▶ **EXERCISE DIRECTIONS**: Each line of the records below that holds "Optimistic" should be returned.

Stored records:
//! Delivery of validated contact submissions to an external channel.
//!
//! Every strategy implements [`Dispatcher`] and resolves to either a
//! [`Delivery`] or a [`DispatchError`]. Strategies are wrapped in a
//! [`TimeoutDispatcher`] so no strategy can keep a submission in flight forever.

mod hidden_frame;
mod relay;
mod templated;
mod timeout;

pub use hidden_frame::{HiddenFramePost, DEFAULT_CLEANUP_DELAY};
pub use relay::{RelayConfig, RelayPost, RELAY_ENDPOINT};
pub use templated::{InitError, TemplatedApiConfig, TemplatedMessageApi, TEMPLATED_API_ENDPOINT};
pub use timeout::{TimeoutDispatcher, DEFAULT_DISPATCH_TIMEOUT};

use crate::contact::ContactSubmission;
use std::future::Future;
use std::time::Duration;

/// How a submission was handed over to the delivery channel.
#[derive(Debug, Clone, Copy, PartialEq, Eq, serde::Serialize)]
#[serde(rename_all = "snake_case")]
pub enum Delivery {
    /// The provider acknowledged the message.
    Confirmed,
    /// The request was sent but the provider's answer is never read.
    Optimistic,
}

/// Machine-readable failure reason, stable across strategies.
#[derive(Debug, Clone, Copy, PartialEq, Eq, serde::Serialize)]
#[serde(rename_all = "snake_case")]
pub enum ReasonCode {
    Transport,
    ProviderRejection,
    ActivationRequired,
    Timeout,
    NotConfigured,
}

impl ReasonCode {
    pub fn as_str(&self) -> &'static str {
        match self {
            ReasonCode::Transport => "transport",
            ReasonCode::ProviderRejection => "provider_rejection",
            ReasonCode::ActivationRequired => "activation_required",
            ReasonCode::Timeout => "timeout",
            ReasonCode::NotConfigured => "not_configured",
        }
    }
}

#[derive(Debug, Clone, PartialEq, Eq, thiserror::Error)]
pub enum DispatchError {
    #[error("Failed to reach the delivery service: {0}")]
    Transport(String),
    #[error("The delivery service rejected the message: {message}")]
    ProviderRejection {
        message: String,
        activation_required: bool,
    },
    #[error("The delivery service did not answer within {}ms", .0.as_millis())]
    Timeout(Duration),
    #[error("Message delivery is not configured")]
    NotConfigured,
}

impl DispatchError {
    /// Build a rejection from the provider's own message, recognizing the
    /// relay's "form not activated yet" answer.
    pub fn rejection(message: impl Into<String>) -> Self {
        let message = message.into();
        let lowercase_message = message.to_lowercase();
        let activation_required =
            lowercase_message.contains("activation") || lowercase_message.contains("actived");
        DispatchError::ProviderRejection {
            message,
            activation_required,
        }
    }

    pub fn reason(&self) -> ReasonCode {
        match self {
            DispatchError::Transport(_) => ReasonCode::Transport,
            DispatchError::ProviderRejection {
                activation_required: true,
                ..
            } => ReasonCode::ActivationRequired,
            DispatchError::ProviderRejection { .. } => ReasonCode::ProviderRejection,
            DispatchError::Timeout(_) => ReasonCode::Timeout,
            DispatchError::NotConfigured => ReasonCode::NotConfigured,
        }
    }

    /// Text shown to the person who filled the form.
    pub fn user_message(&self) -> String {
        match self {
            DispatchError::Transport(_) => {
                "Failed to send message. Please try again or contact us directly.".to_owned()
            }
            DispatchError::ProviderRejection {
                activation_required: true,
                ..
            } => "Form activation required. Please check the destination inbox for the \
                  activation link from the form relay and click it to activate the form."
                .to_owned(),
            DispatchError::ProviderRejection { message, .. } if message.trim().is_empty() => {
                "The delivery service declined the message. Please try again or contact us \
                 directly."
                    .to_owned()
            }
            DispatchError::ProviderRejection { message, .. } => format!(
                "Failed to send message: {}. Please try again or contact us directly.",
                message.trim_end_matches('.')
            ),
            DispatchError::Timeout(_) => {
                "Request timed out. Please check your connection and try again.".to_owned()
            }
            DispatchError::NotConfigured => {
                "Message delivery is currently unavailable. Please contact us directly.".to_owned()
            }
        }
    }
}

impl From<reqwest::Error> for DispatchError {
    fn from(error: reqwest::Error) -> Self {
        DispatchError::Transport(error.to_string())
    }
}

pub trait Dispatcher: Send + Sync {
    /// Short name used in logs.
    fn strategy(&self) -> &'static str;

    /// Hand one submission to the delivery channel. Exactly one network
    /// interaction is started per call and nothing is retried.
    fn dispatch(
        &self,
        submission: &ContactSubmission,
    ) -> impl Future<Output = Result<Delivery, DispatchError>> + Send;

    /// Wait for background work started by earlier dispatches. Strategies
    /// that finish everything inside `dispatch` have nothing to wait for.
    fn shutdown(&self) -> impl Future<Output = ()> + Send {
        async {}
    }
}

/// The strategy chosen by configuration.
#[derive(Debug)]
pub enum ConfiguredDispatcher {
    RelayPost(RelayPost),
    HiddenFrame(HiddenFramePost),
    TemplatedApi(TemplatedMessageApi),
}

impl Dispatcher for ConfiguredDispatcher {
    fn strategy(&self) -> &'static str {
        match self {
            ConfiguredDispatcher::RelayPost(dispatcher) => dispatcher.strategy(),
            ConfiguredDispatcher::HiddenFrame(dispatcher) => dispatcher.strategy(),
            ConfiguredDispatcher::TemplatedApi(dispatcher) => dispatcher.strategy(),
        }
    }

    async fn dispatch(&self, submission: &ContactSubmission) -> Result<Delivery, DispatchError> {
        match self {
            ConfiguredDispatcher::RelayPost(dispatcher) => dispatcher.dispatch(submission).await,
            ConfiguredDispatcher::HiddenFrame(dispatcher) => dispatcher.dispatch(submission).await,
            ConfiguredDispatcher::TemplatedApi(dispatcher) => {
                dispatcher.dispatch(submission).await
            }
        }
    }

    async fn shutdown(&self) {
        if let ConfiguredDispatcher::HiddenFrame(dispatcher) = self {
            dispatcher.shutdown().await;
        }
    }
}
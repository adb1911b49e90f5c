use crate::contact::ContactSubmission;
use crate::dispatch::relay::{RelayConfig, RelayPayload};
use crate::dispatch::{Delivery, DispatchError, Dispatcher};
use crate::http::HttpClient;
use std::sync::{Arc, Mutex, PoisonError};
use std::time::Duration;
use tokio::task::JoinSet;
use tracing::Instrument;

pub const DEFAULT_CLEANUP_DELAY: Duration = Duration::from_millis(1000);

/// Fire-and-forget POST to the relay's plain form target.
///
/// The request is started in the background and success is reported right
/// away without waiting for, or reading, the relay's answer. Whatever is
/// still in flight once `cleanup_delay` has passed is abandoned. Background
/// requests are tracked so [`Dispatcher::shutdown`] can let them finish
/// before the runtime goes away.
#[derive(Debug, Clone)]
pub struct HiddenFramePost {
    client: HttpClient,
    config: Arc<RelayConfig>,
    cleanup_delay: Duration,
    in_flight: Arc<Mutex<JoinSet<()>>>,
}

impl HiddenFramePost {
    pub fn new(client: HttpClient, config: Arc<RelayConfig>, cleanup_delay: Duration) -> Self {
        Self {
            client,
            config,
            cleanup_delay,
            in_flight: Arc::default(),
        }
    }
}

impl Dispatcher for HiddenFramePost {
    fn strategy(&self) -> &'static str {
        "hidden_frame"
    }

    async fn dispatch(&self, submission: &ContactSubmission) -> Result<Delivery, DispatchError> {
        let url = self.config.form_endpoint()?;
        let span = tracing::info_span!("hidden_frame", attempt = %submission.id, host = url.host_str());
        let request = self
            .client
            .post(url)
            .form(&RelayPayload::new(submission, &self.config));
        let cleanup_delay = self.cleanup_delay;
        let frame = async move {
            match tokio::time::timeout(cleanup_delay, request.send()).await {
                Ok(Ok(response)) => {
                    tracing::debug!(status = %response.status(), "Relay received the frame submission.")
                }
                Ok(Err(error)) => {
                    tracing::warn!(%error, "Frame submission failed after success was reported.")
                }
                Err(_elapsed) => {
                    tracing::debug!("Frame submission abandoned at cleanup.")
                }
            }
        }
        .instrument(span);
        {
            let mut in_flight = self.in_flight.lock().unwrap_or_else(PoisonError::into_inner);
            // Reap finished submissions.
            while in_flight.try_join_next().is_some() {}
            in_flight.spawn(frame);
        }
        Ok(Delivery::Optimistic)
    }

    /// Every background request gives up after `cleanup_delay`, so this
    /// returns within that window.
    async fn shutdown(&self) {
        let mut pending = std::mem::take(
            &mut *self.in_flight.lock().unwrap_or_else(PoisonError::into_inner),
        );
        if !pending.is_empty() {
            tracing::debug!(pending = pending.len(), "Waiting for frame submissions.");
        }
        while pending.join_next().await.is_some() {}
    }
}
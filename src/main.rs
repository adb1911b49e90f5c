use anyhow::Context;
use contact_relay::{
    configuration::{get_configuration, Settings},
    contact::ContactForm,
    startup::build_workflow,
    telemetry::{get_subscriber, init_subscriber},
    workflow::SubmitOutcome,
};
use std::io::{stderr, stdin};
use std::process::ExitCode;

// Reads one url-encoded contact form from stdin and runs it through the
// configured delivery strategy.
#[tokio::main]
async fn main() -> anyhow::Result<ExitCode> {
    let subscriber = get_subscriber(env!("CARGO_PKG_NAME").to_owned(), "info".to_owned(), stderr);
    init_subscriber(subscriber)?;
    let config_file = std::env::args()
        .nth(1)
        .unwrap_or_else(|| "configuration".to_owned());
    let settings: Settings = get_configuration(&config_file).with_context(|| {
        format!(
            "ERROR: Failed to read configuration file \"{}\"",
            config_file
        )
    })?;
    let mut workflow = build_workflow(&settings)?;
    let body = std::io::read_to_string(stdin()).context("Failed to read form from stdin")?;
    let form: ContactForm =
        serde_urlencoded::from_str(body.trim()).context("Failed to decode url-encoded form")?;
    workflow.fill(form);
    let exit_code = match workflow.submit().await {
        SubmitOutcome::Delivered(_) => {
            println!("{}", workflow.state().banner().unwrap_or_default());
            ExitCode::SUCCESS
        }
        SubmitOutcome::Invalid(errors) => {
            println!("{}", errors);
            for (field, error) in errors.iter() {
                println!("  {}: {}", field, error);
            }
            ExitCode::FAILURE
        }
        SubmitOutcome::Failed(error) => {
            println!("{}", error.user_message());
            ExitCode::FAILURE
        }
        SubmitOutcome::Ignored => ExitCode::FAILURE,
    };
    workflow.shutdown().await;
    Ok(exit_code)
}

--

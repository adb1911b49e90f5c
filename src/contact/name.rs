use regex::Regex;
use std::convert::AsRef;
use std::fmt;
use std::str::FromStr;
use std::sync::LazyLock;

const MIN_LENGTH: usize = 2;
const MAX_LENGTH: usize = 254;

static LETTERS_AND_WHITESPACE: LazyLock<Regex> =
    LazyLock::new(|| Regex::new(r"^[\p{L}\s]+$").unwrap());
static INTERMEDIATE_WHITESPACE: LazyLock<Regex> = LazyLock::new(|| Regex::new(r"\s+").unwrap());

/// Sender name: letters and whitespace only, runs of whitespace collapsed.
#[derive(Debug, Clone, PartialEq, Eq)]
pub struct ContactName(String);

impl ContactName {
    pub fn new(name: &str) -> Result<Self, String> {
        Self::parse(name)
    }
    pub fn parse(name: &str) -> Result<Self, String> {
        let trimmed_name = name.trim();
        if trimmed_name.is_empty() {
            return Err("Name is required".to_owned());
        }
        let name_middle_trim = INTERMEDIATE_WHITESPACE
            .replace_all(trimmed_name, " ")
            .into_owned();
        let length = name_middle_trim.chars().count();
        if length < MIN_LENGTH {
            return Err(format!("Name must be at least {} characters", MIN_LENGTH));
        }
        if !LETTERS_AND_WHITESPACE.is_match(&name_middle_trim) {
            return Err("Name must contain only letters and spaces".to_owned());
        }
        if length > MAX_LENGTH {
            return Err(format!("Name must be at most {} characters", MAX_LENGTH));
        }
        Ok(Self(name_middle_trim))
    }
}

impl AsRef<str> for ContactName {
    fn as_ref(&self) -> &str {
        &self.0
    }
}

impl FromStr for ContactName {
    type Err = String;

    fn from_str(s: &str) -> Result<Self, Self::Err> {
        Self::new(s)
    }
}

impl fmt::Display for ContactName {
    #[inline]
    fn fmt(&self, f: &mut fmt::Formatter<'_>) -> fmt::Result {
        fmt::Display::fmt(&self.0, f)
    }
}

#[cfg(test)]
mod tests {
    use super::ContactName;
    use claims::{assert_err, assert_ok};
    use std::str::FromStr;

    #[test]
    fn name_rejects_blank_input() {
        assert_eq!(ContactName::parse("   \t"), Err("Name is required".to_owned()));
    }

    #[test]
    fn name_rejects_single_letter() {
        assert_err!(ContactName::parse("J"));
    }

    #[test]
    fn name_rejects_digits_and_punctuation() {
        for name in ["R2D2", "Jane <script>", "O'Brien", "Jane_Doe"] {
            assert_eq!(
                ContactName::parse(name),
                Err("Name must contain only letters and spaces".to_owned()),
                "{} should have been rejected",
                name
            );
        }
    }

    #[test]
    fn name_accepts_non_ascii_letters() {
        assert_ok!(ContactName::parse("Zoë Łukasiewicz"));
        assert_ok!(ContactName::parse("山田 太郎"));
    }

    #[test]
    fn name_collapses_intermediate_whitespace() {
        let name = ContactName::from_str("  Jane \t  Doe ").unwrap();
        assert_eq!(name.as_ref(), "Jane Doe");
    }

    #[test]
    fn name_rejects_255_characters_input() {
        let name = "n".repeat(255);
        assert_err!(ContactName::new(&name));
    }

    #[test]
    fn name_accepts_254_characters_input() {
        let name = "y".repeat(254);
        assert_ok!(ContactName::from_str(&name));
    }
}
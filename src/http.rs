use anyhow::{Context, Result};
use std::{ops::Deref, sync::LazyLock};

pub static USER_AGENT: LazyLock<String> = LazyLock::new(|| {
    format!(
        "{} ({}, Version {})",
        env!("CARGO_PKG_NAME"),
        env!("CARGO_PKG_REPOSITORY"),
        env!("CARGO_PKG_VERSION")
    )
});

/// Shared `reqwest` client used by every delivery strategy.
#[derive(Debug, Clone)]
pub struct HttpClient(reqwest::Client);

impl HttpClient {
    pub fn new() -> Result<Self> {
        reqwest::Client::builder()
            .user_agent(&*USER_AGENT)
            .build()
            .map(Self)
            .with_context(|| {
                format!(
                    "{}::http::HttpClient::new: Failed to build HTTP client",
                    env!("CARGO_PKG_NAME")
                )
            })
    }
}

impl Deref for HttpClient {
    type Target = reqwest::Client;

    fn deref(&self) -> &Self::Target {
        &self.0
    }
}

▶ **SOLVED EXERCISE**:
    Optimistic,
        Ok(Delivery::Optimistic)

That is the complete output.